Tucker Allen Richardson is an American professional basketball player for Brussels Basketball of the BNXT League. He played college basketball for the Colgate Raiders.

==Early life and high school==
Richardson grew up in Flemington, New Jersey and attended Hunterdon Central Regional High School. He was named the Hunterdon County Player of the Year after averaging 18.1 points, 7.4 rebounds, 4.8 assists, and 3.5 steals per game in his senior season. Richardson opted to enroll at Blair Academy for a postgraduate year.

==College career==
Richardson became the Colgate Raiders' starting shooting guard early into his freshman season and was named the Patriot League Rookie of the Year after averaging 8.1 points, 4.2 rebounds, and 3.8 assists per game. He averaged 10.3 points, 4.7 rebounds, and 2.8 assists per game as a sophomore. Richardson was named third team All-Patriot League after averaging 11.6 points, 5.8 rebounds, 4.3 assists, and 1.3 steals per game during his junior season. He was named first-team All-Patriot League as a senior after averaging 12.7 points and 5.7 rebounds per game.
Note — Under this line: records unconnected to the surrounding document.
//! Persistent "remember me" logins.
//!
//! A grant is a `series` (stable for the life of the grant) plus a `token`
//! (rotated on every use). Only a SHA-256 digest of the token is stored. A
//! presented token that does not match the stored digest for a known series
//! means the cookie was copied and replayed, so the whole series is revoked.

pub mod cookie;
pub mod error;
pub mod postgres;
pub mod service;
pub mod store;
pub mod token;

pub use cookie::REMEMBER_ME_COOKIE_NAME;
pub use error::RememberMeError;
pub use postgres::PgTokenStore;
pub use service::{Authenticated, RememberMeConfig, RememberMeTokenService};
pub use store::{InsertOutcome, MemoryTokenStore, RotateOutcome, TokenStore};
pub use token::{IssuedToken, PersistentToken};
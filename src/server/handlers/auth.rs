//! Interactive login and logout.

use axum::{
    extract::Extension,
    http::{HeaderMap, StatusCode},
    response::{IntoResponse, Response},
    Json,
};
use secrecy::{ExposeSecret, SecretString};
use serde::Deserialize;
use tracing::{debug, error, info, instrument};
use utoipa::ToSchema;

use crate::{
    remember_me::{
        cookie::{decode_cookie_value, extract_cookie},
        REMEMBER_ME_COOKIE_NAME,
    },
    server::{
        cookies::{
            append_cookie, clear_remember_me_cookie, clear_session_cookie, remember_me_cookie,
            session_cookie,
        },
        filter::CurrentUser,
        state::AppState,
    },
    session::{Session, SESSION_COOKIE_NAME},
    users::{normalize_username, password::verify_password, valid_username, Principal},
};

#[derive(ToSchema, Deserialize)]
pub struct LoginRequest {
    email: String,
    password: String,
    #[serde(default)]
    remember_me: bool,
}

#[utoipa::path(
    post,
    path = "/login",
    request_body = LoginRequest,
    responses(
        (status = 200, description = "Logged in; session cookie set, remember-me cookie when requested", body = Principal),
        (status = 400, description = "Missing payload or invalid email"),
        (status = 401, description = "Bad credentials or disabled account"),
        (status = 503, description = "User directory unavailable")
    ),
    tag = "auth"
)]
#[instrument(skip_all)]
pub async fn login(
    Extension(state): Extension<AppState>,
    headers: HeaderMap,
    user: Option<Extension<CurrentUser>>,
    payload: Option<Json<LoginRequest>>,
) -> Response {
    let Some(Json(request)) = payload else {
        return (StatusCode::BAD_REQUEST, "Missing payload").into_response();
    };

    let username = normalize_username(&request.email);
    if !valid_username(&username) {
        return (StatusCode::BAD_REQUEST, "Invalid email").into_response();
    }
    let password = SecretString::from(request.password);

    let credentials = match state.credentials.find_credentials(&username).await {
        Ok(Some(credentials)) => credentials,
        Ok(None) => {
            debug!("login for unknown user");
            return StatusCode::UNAUTHORIZED.into_response();
        }
        Err(err) => {
            error!("Failed to lookup credentials: {err:#}");
            return StatusCode::SERVICE_UNAVAILABLE.into_response();
        }
    };

    // Argon2 is CPU bound; keep it off the async workers.
    let password_hash = credentials.password_hash.clone();
    let verified =
        tokio::task::spawn_blocking(move || verify_password(&password_hash, password.expose_secret()))
            .await;
    match verified {
        Ok(true) => {}
        Ok(false) => {
            debug!("login with wrong password");
            return StatusCode::UNAUTHORIZED.into_response();
        }
        Err(err) => {
            error!("Password verification task failed: {err}");
            return StatusCode::INTERNAL_SERVER_ERROR.into_response();
        }
    }

    let principal = credentials.principal;
    if !principal.enabled {
        info!(username = %principal.username, "login for disabled account");
        return StatusCode::UNAUTHORIZED.into_response();
    }

    // A login never keeps a session id the client held before it. A live
    // session moves to a new id; otherwise a new one is opened.
    let known_ids = user
        .and_then(|Extension(user)| user.session_id)
        .into_iter()
        .chain(extract_cookie(&headers, SESSION_COOKIE_NAME));
    let session = match start_session(&state, known_ids, &principal).await {
        Ok(session) => session,
        Err(err) => {
            error!("Failed to create session: {err}");
            return StatusCode::INTERNAL_SERVER_ERROR.into_response();
        }
    };

    let mut response_headers = HeaderMap::new();
    append_cookie(&mut response_headers, session_cookie(&state, &session.id));

    if request.remember_me {
        match state.remember_me.issue(&principal.username).await {
            Ok(issued) => append_cookie(&mut response_headers, remember_me_cookie(&state, &issued)),
            // The interactive login still stands without the persistent grant.
            Err(err) => error!("Failed to issue remember-me token: {err:#}"),
        }
    }

    info!(username = %principal.username, remember_me = request.remember_me, "login succeeded");
    (StatusCode::OK, response_headers, Json(principal)).into_response()
}

/// Renew the first live session among `known_ids` for `principal`, destroy the
/// rest, and fall back to a new session.
async fn start_session(
    state: &AppState,
    known_ids: impl Iterator<Item = String>,
    principal: &Principal,
) -> Result<Session, rand::Error> {
    let mut renewed: Option<Session> = None;
    for id in known_ids {
        if renewed.is_some() {
            state.sessions.destroy(&id).await;
        } else {
            renewed = state.sessions.renew(&id, principal.clone()).await?;
        }
    }
    match renewed {
        Some(session) => Ok(session),
        None => state.sessions.create(principal.clone()).await,
    }
}

#[utoipa::path(
    post,
    path = "/logout",
    responses(
        (status = 204, description = "Session destroyed, remember-me grant revoked, cookies cleared")
    ),
    tag = "auth"
)]
#[instrument(skip_all)]
pub async fn logout(
    Extension(state): Extension<AppState>,
    headers: HeaderMap,
    user: Option<Extension<CurrentUser>>,
) -> Response {
    if let Some(session_id) = extract_cookie(&headers, SESSION_COOKIE_NAME) {
        state.sessions.destroy(&session_id).await;
    }
    if let Some(session_id) = user.and_then(|Extension(user)| user.session_id) {
        state.sessions.destroy(&session_id).await;
    }

    if let Some(value) = extract_cookie(&headers, REMEMBER_ME_COOKIE_NAME) {
        match decode_cookie_value(&value) {
            Ok((series, _)) => {
                if let Err(err) = state.remember_me.invalidate(&series).await {
                    error!("Failed to invalidate remember-me series: {err:#}");
                }
            }
            Err(_) => debug!("ignoring malformed remember-me cookie on logout"),
        }
    }

    // Always clear both cookies, even if nothing was found server-side.
    let mut response_headers = HeaderMap::new();
    append_cookie(&mut response_headers, clear_session_cookie(&state));
    append_cookie(&mut response_headers, clear_remember_me_cookie(&state));
    (StatusCode::NO_CONTENT, response_headers).into_response()
}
Richardson decided to utilize the extra year of eligibility granted to college athletes who played in the 2020 season due to the coronavirus pandemic and return to Colgate for a fifth season. He scored 30 points in the Raiders' 80-68 upset win over Syracuse. Richardson was named the Patriot League Player of the Year, Defensive Player of the Year, and Scholar-Athlete of the Year at the end of the regular season. Richardson was also named the Most Valuable Player of the 2023 Patriot League men's basketball tournament after recording a triple-double with 14 points, 12 rebounds, and 11 assists in the final against Lafayette. It was the first triple-double in a Division I conference title game in 25 seasons. Richardson was selected to play in the Reese's College All-Star Game after the end of his senior season.

In his career, he led Colgate to four appearances in the NCAA Tournament, and he is Colgate's all-time program leader in games played (155), wins (110), assists (626), steals (221), and three-point field goals made (268).

==Professional career==
Richardson signed with BC Nokia of the Finnish Korisliiga to begin his professional career in July 2023. He averaged 16.5 points, 7.4 rebounds, 4.7 assists and 1.8 steals per game as BC Nokia won the Korisliiga.

Richardson signed with Brussels Basketball of the Belgian and Dutch BNXT League in July 2024.

In October of 2025, Richardson joined HLA Alicante of the Spanish Primera FEB second division league. He didn't finish the season there, as he was let go 20th of February 2026. He signed for KTP Basket for the rest of the season in the Korisliiga There, he participated in the Finnish play-offs again, but was eliminated by the Helsinki Seagulls in the quarterfinals.

On July 3, 2026, he signed with Brussels Basketball of the BNXT League for a second stint.